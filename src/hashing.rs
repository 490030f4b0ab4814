//! Hash strategies: a closed set of `i64 -> u64` functions.
//!
//! A [`HashKind`] names a strategy and is what callers configure. It is
//! resolved once, when a table is built, into a [`KeyHasher`] carrying
//! whatever state the strategy needs (only `Default` carries any: its
//! hash builder).
//! The table then calls [`HashKey::hash_key`] on every probe start and never
//! looks at the kind again.
//!
//! Every strategy except `Modulo` hashes the key's 8-byte big-endian
//! two's-complement encoding.

use crate::error::{Result, TableError};
use core::fmt;
use core::hash::BuildHasher;
use core::str::FromStr;
use hashbrown::hash_map::DefaultHashBuilder;
use sha2::{Digest as _, Sha256};
use std::io::Cursor;

const FNV_OFFSET_BASIS: u64 = 0xcbf2_9ce4_8422_2325;
const FNV_PRIME: u64 = 0x0000_0100_0000_01b3;

/// Cryptographic digest used by [`HashKind::Digest64`].
#[derive(Copy, Clone, Debug, Eq, PartialEq, Hash)]
pub enum DigestAlgorithm {
    Sha256,
    Blake3,
}

/// Which hash strategy a table uses.
#[derive(Copy, Clone, Debug, Eq, PartialEq, Hash)]
pub enum HashKind {
    /// The key's two's-complement value, reduced by the table.
    Modulo,
    /// The general-purpose hasher behind `hashbrown`. Its output is
    /// implementation-defined and not guaranteed stable across versions or
    /// builds.
    Default,
    /// FNV-1a 64.
    Mix64,
    /// xxHash64 with seed 0.
    Xxh64,
    /// MurmurHash3 x86_32 with seed 0, widened to 64 bits.
    Murmur3,
    /// A 256-bit digest reduced to its low 64 bits.
    Digest64(DigestAlgorithm),
}

impl HashKind {
    /// Every strategy, in the order the load-factor sweeps report them.
    pub const ALL: [HashKind; 7] = [
        HashKind::Modulo,
        HashKind::Default,
        HashKind::Xxh64,
        HashKind::Murmur3,
        HashKind::Mix64,
        HashKind::Digest64(DigestAlgorithm::Sha256),
        HashKind::Digest64(DigestAlgorithm::Blake3),
    ];

    /// Short name, accepted back by `FromStr`.
    pub fn name(&self) -> &'static str {
        match self {
            HashKind::Modulo => "modulo",
            HashKind::Default => "default",
            HashKind::Mix64 => "mix64",
            HashKind::Xxh64 => "xxh64",
            HashKind::Murmur3 => "murmur3",
            HashKind::Digest64(DigestAlgorithm::Sha256) => "sha256",
            HashKind::Digest64(DigestAlgorithm::Blake3) => "blake3",
        }
    }

    /// Whether this crate pins the hash function, so the same insertion
    /// order gives the same layout on every build. `Default` defers to
    /// `hashbrown` and makes no such promise.
    pub fn is_deterministic(&self) -> bool {
        !matches!(self, HashKind::Default)
    }

    pub fn is_cryptographic(&self) -> bool {
        matches!(self, HashKind::Digest64(_))
    }

    /// Resolve into the hasher a table stores.
    pub fn build(&self) -> KeyHasher {
        match *self {
            HashKind::Modulo => KeyHasher::Modulo,
            HashKind::Default => KeyHasher::Default(DefaultHashBuilder::default()),
            HashKind::Mix64 => KeyHasher::Mix64,
            HashKind::Xxh64 => KeyHasher::Xxh64,
            HashKind::Murmur3 => KeyHasher::Murmur3,
            HashKind::Digest64(alg) => KeyHasher::Digest64(alg),
        }
    }
}

impl fmt::Display for HashKind {
    fn fmt(&self, f: &mut fmt::Formatter<'_>) -> fmt::Result {
        f.write_str(self.name())
    }
}

impl FromStr for HashKind {
    type Err = TableError;

    fn from_str(s: &str) -> Result<Self> {
        match s.trim().to_ascii_lowercase().as_str() {
            "modulo" => Ok(HashKind::Modulo),
            "default" | "python_default" => Ok(HashKind::Default),
            "mix64" | "fnv1a" => Ok(HashKind::Mix64),
            "xxh64" | "xxhash" => Ok(HashKind::Xxh64),
            "murmur3" | "murmur" => Ok(HashKind::Murmur3),
            "sha256" | "digest64" => Ok(HashKind::Digest64(DigestAlgorithm::Sha256)),
            "blake3" => Ok(HashKind::Digest64(DigestAlgorithm::Blake3)),
            other => Err(TableError::invalid_config(format!(
                "unknown hash strategy {other:?}"
            ))),
        }
    }
}

/// The single capability a table needs from its strategy.
pub trait HashKey {
    fn hash_key(&self, key: i64) -> u64;
}

/// A resolved strategy. Built from a [`HashKind`] via [`HashKind::build`].
#[derive(Clone, Debug)]
pub enum KeyHasher {
    Modulo,
    Default(DefaultHashBuilder),
    Mix64,
    Xxh64,
    Murmur3,
    Digest64(DigestAlgorithm),
}

impl KeyHasher {
    pub fn kind(&self) -> HashKind {
        match self {
            KeyHasher::Modulo => HashKind::Modulo,
            KeyHasher::Default(_) => HashKind::Default,
            KeyHasher::Mix64 => HashKind::Mix64,
            KeyHasher::Xxh64 => HashKind::Xxh64,
            KeyHasher::Murmur3 => HashKind::Murmur3,
            KeyHasher::Digest64(alg) => HashKind::Digest64(*alg),
        }
    }
}

impl HashKey for KeyHasher {
    #[inline]
    fn hash_key(&self, key: i64) -> u64 {
        match self {
            KeyHasher::Modulo => key as u64,
            KeyHasher::Default(state) => state.hash_one(key),
            KeyHasher::Mix64 => fnv1a_64(&key.to_be_bytes()),
            KeyHasher::Xxh64 => xxhash_rust::xxh64::xxh64(&key.to_be_bytes(), 0),
            KeyHasher::Murmur3 => murmur3_32(&key.to_be_bytes()),
            KeyHasher::Digest64(alg) => digest_64(*alg, &key.to_be_bytes()),
        }
    }
}

/// FNV-1a over `bytes`, wrapping at 64 bits after every multiply.
pub fn fnv1a_64(bytes: &[u8]) -> u64 {
    bytes.iter().fold(FNV_OFFSET_BASIS, |hash, &b| {
        (hash ^ u64::from(b)).wrapping_mul(FNV_PRIME)
    })
}

/// MurmurHash3 x86_32 over `bytes` with seed 0.
pub fn murmur3_32(bytes: &[u8]) -> u64 {
    // Reading from an in-memory cursor cannot fail.
    murmur3::murmur3_32(&mut Cursor::new(bytes), 0)
        .map(u64::from)
        .unwrap_or_default()
}

/// The last 8 digest bytes as a big-endian integer, i.e. the full digest
/// reduced mod 2^64. Masking this with `capacity - 1` picks the same slot as
/// reducing the whole 256-bit value.
pub fn digest_64(alg: DigestAlgorithm, bytes: &[u8]) -> u64 {
    let mut tail = [0u8; 8];
    match alg {
        DigestAlgorithm::Sha256 => tail.copy_from_slice(&Sha256::digest(bytes)[24..]),
        DigestAlgorithm::Blake3 => tail.copy_from_slice(&blake3::hash(bytes).as_bytes()[24..]),
    }
    u64::from_be_bytes(tail)
}
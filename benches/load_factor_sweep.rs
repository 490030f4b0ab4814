// Insertion cost across load-factor thresholds: sequential keys (pure
// growth cost) and random keys (growth plus collisions), per strategy.
use criterion::{black_box, criterion_group, criterion_main, BenchmarkId, Criterion};
use probe_set::experiment::{random_keys, sequential_keys, DEFAULT_THRESHOLDS};
use probe_set::{HashKind, OpenAddressingHashSet};
use rand::rngs::StdRng;
use rand::SeedableRng;
use std::time::Duration;

const N: usize = 200_000;

fn insert_all(threshold: f64, kind: HashKind, keys: &[i64]) -> OpenAddressingHashSet {
    let mut t = OpenAddressingHashSet::new(threshold, kind).unwrap();
    for &k in keys {
        t.insert(k).unwrap();
    }
    t
}

fn bench_sequential(c: &mut Criterion) {
    let keys = sequential_keys(N);
    let mut group = c.benchmark_group("sequential_200k");
    for &lf in &DEFAULT_THRESHOLDS {
        group.bench_with_input(BenchmarkId::from_parameter(lf), &lf, |b, &lf| {
            b.iter(|| black_box(insert_all(lf, HashKind::Default, &keys)))
        });
    }
    group.finish();
}

fn bench_random_per_strategy(c: &mut Criterion) {
    let keys = random_keys(N, -10_000_000, 10_000_000, &mut StdRng::seed_from_u64(1));
    for kind in HashKind::ALL {
        let mut group = c.benchmark_group(format!("random_200k/{kind}"));
        for &lf in &DEFAULT_THRESHOLDS {
            group.bench_with_input(BenchmarkId::from_parameter(lf), &lf, |b, &lf| {
                b.iter(|| black_box(insert_all(lf, kind, &keys)))
            });
        }
        group.finish();
    }
}

fn bench_config() -> Criterion {
    Criterion::default()
        .sample_size(10)
        .measurement_time(Duration::from_secs(3))
        .warm_up_time(Duration::from_secs(1))
}

criterion_group! {
    name = benches;
    config = bench_config();
    targets = bench_sequential, bench_random_per_strategy
}
criterion_main!(benches);
//! Load-factor sweeps: run a fresh table for every (strategy, threshold)
//! pair over the same key sequence, time the insertions and hand each result
//! to a [`ReportSink`]. The table itself keeps no experiment state.

use crate::config::validate_threshold;
use crate::error::{Result, TableError};
use crate::hashing::HashKind;
use crate::table::OpenAddressingHashSet;
use rand::Rng;
use std::time::{Duration, Instant};

/// Thresholds swept by default.
pub const DEFAULT_THRESHOLDS: [f64; 7] = [0.5, 0.6, 0.7, 0.8, 0.9, 0.95, 0.99];

#[derive(Clone, Debug, PartialEq)]
pub struct ExperimentConfig {
    pub thresholds: Vec<f64>,
    pub hashes: Vec<HashKind>,
}

impl Default for ExperimentConfig {
    fn default() -> Self {
        Self {
            thresholds: DEFAULT_THRESHOLDS.to_vec(),
            hashes: HashKind::ALL.to_vec(),
        }
    }
}

impl ExperimentConfig {
    pub fn new(thresholds: Vec<f64>, hashes: Vec<HashKind>) -> Self {
        Self { thresholds, hashes }
    }

    /// Number of runs the sweep will perform.
    pub fn runs(&self) -> usize {
        self.thresholds.len() * self.hashes.len()
    }

    pub fn validate(&self) -> Result<()> {
        if self.runs() == 0 {
            return Err(TableError::invalid_config(
                "experiment needs at least one threshold and one hash strategy",
            ));
        }
        self.thresholds
            .iter()
            .try_for_each(|&t| validate_threshold(t))
    }
}

/// Outcome of inserting the whole key sequence into one table.
#[derive(Clone, Debug, PartialEq)]
pub struct RunReport {
    pub threshold: f64,
    pub hash: HashKind,
    pub elapsed: Duration,
    pub len: usize,
    pub capacity: usize,
    pub resize_count: usize,
    pub collision_count: u64,
    pub total_collisions: u64,
}

/// Receives one report per run.
pub trait ReportSink {
    fn record(&mut self, report: &RunReport);
}

impl ReportSink for Vec<RunReport> {
    fn record(&mut self, report: &RunReport) {
        self.push(report.clone());
    }
}

impl<F> ReportSink for F
where
    F: FnMut(&RunReport),
{
    fn record(&mut self, report: &RunReport) {
        self(report)
    }
}

/// Logs each report at `info` level.
#[derive(Copy, Clone, Debug, Default)]
pub struct LogSink;

impl ReportSink for LogSink {
    fn record(&mut self, r: &RunReport) {
        log::info!(
            "hash={} load_factor={:.2} time={:.4}s resizes={} collisions={} total_collisions={} len={} capacity={}",
            r.hash,
            r.threshold,
            r.elapsed.as_secs_f64(),
            r.resize_count,
            r.collision_count,
            r.total_collisions,
            r.len,
            r.capacity
        );
    }
}

/// Insert all of `keys` into a fresh table and report the result.
pub fn run_once(threshold: f64, hash: HashKind, keys: &[i64]) -> Result<RunReport> {
    let mut table = OpenAddressingHashSet::new(threshold, hash)?;
    let start = Instant::now();
    for &key in keys {
        table.insert(key)?;
    }
    let elapsed = start.elapsed();
    let stats = table.stats();
    Ok(RunReport {
        threshold,
        hash,
        elapsed,
        len: stats.len,
        capacity: stats.capacity,
        resize_count: stats.resize_count,
        collision_count: stats.collision_count,
        total_collisions: stats.total_collisions,
    })
}

/// Sweep every strategy (outer loop) over every threshold (inner loop).
/// Returns the number of runs recorded.
pub fn run_experiment<S>(config: &ExperimentConfig, keys: &[i64], sink: &mut S) -> Result<usize>
where
    S: ReportSink + ?Sized,
{
    config.validate()?;
    log::debug!(
        "running {} configurations over {} keys",
        config.runs(),
        keys.len()
    );
    let mut runs = 0;
    for &hash in &config.hashes {
        for &threshold in &config.thresholds {
            let report = run_once(threshold, hash, keys)?;
            sink.record(&report);
            runs += 1;
        }
    }
    Ok(runs)
}

/// `0..n`, the key sequence of the pure resize-cost sweep.
pub fn sequential_keys(n: usize) -> Vec<i64> {
    (0..n as i64).collect()
}

/// `n` keys drawn uniformly from `lo..=hi`. Duplicates are possible.
pub fn random_keys<R: Rng + ?Sized>(n: usize, lo: i64, hi: i64, rng: &mut R) -> Vec<i64> {
    (0..n).map(|_| rng.gen_range(lo..=hi)).collect()
}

YOUR GOAL
Please print the lines from the start of the records up to and including the line with "const FNV_OFFSET_BASIS: u64", copying each one exactly and leaving out the rest.

EXPECTED ANSWER
filename src/hashing.rs
repository 490030f4b0ab4814
//! Hash strategies: a closed set of `i64 -> u64` functions.
//!
//! A [`HashKind`] names a strategy and is what callers configure. It is
//! resolved once, when a table is built, into a [`KeyHasher`] carrying
//! whatever state the strategy needs (only `Default` carries any: its
//! hash builder).
//! The table then calls [`HashKey::hash_key`] on every probe start and never
//! looks at the kind again.
//!
//! Every strategy except `Modulo` hashes the key's 8-byte big-endian
//! two's-complement encoding.

use crate::error::{Result, TableError};
use core::fmt;
use core::hash::BuildHasher;
use core::str::FromStr;
use hashbrown::hash_map::DefaultHashBuilder;
use sha2::{Digest as _, Sha256};
use std::io::Cursor;

const FNV_OFFSET_BASIS: u64 = 0xcbf2_9ce4_8422_2325;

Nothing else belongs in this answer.